Charged with high treason, Hödel got sentenced to death only two months later. He was to be beheaded (traditional punishment for high treason back then) at Moabit prison on August 16th, 1878. For his executioner, Julius Krautz, who went on to become the most famous Berlin Scharfrichter (the later traditional executioner’s garb comprising a black tailcoat, white gloves and a top-hat was his invention), it was the very first job in his new role as a headman. Performing well was, therefore, paramount but Krautz faced a seemingly unusual problem.
Krautz, still new to the decapitation business, did not have his own executioner’s axe yet. Berlin’s prisons were unable to provide one either – the last beheading was already a while ago. The solution was a masterpiece of resourceful thinking: the state borrowed the executioner’s axe from the local museum.
The tool displayed at Berlin’s MärkischesProvinzialmuseum (today Märkisches Museum, Berlin History Museum) was a 1:1 replica of that used by famous German headsman, Friedrich Wilhelm Reindel, from Magdeburg (Reidel sold his axe, beheading block and sword to the Berlin museum but his son, also int he decapitation business, bought the said axe back). On August 15th the replica was pulled out of the wooden block it was fixed in, sharpened and together with the beheading block transported to Moabit.

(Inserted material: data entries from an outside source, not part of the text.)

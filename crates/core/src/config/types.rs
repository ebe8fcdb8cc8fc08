use serde::{Deserialize, Serialize};
use std::net::IpAddr;
use std::path::PathBuf;

use crate::insight::GeminiConfig;
use crate::sources::{EbayConfig, WebSearchConfig};

/// Root configuration
#[derive(Debug, Clone, Default, Deserialize, Serialize)]
pub struct Config {
    #[serde(default)]
    pub server: ServerConfig,
    #[serde(default)]
    pub database: DatabaseConfig,
    #[serde(default)]
    pub search: SearchConfig,
    #[serde(default)]
    pub sources: SourcesConfig,
    #[serde(default)]
    pub catalog: CatalogConfig,
    #[serde(default)]
    pub insight: Option<GeminiConfig>,
}

/// Server configuration
#[derive(Debug, Clone, Deserialize, Serialize)]
pub struct ServerConfig {
    #[serde(default = "default_host")]
    pub host: IpAddr,
    #[serde(default = "default_port")]
    pub port: u16,
}

impl Default for ServerConfig {
    fn default() -> Self {
        Self {
            host: default_host(),
            port: default_port(),
        }
    }
}

fn default_host() -> IpAddr {
    "0.0.0.0".parse().unwrap()
}

fn default_port() -> u16 {
    8080
}

/// Database configuration
#[derive(Debug, Clone, Deserialize, Serialize)]
pub struct DatabaseConfig {
    #[serde(default = "default_db_path")]
    pub path: PathBuf,
}

impl Default for DatabaseConfig {
    fn default() -> Self {
        Self {
            path: default_db_path(),
        }
    }
}

fn default_db_path() -> PathBuf {
    PathBuf::from("bookscout.db")
}

/// Search behavior configuration
#[derive(Debug, Clone, Deserialize, Serialize)]
pub struct SearchConfig {
    /// Whether to hit live marketplace APIs. When false every search
    /// falls back to the synthetic market.
    #[serde(default = "default_live")]
    pub live: bool,
    /// Per-source fetch timeout in seconds (default: 10)
    #[serde(default = "default_adapter_timeout")]
    pub adapter_timeout_secs: u32,
    /// How many batch queries are validated at once (default: 4)
    #[serde(default = "default_batch_concurrency")]
    pub batch_concurrency: usize,
}

impl Default for SearchConfig {
    fn default() -> Self {
        Self {
            live: default_live(),
            adapter_timeout_secs: default_adapter_timeout(),
            batch_concurrency: default_batch_concurrency(),
        }
    }
}

fn default_live() -> bool {
    true
}

fn default_adapter_timeout() -> u32 {
    10
}

fn default_batch_concurrency() -> usize {
    4
}

/// Listing source configuration. Sources left out are simply not
/// consulted; a deployment with no sources still works on synthetics.
#[derive(Debug, Clone, Default, Deserialize, Serialize)]
pub struct SourcesConfig {
    #[serde(default)]
    pub ebay: Option<EbayConfig>,
    #[serde(default)]
    pub web_search: Option<WebSearchConfig>,
}

/// Book catalog configuration
#[derive(Debug, Clone, Default, Deserialize, Serialize)]
pub struct CatalogConfig {
    /// Base URL override (default: the public Google Books API)
    #[serde(default)]
    pub base_url: Option<String>,
}

/// Sanitized config for API responses (secrets redacted)
#[derive(Debug, Clone, Serialize)]
pub struct SanitizedConfig {
    pub server: ServerConfig,
    pub database: DatabaseConfig,
    pub search: SearchConfig,
    pub sources: SanitizedSourcesConfig,
    pub catalog: CatalogConfig,
    #[serde(skip_serializing_if = "Option::is_none")]
    pub insight: Option<SanitizedInsightConfig>,
}

#[derive(Debug, Clone, Serialize)]
pub struct SanitizedSourcesConfig {
    #[serde(skip_serializing_if = "Option::is_none")]
    pub ebay: Option<SanitizedEbayConfig>,
    #[serde(skip_serializing_if = "Option::is_none")]
    pub web_search: Option<SanitizedWebSearchConfig>,
}

/// Sanitized eBay config (application ID hidden)
#[derive(Debug, Clone, Serialize)]
pub struct SanitizedEbayConfig {
    pub app_id_configured: bool,
}

/// Sanitized web search config (API key hidden)
#[derive(Debug, Clone, Serialize)]
pub struct SanitizedWebSearchConfig {
    pub api_key_configured: bool,
    pub cx_id: String,
}

/// Sanitized insight config (API key hidden)
#[derive(Debug, Clone, Serialize)]
pub struct SanitizedInsightConfig {
    pub api_key_configured: bool,
    #[serde(skip_serializing_if = "Option::is_none")]
    pub model: Option<String>,
}

impl From<&Config> for SanitizedConfig {
    fn from(config: &Config) -> Self {
        Self {
            server: config.server.clone(),
            database: config.database.clone(),
            search: config.search.clone(),
            sources: SanitizedSourcesConfig {
                ebay: config.sources.ebay.as_ref().map(|e| SanitizedEbayConfig {
                    app_id_configured: !e.app_id.is_empty(),
                }),
                web_search: config
                    .sources
                    .web_search
                    .as_ref()
                    .map(|w| SanitizedWebSearchConfig {
                        api_key_configured: !w.api_key.is_empty(),
                        cx_id: w.cx_id.clone(),
                    }),
            },
            catalog: config.catalog.clone(),
            insight: config.insight.as_ref().map(|i| SanitizedInsightConfig {
                api_key_configured: !i.api_key.is_empty(),
                model: i.model.clone(),
            }),
        }
    }
}
//! Marketplace listing model, scoring and ranking.
//!
//! A `Listing` is one offer from one source (live adapter, synthetic
//! generator, manual entry). Scores are derived values: they are recomputed
//! on every sort and never trusted as cached state.

mod score;
mod types;

pub use score::{calculate_score, sort_listings, SortKey};
pub use types::{map_condition, same_listing, Condition, Listing, NO_LINK};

After Herr Krautz did his duty and poor Max Hödel’s head rolled as it was meant to roll, both the axe and the massive wooden block were returned to the museum and, as if nothing had happened, put where they used to stand before.
After in 1908, Märkisches Museum moved from Palais Podewils in Klosterstraße to its beautiful, new, mock-gothic building in Am Köllnischem Park, both objects moved along with the rest of the collection. And this is where you will still find them today, 143 years later. However, they can no longer be rented…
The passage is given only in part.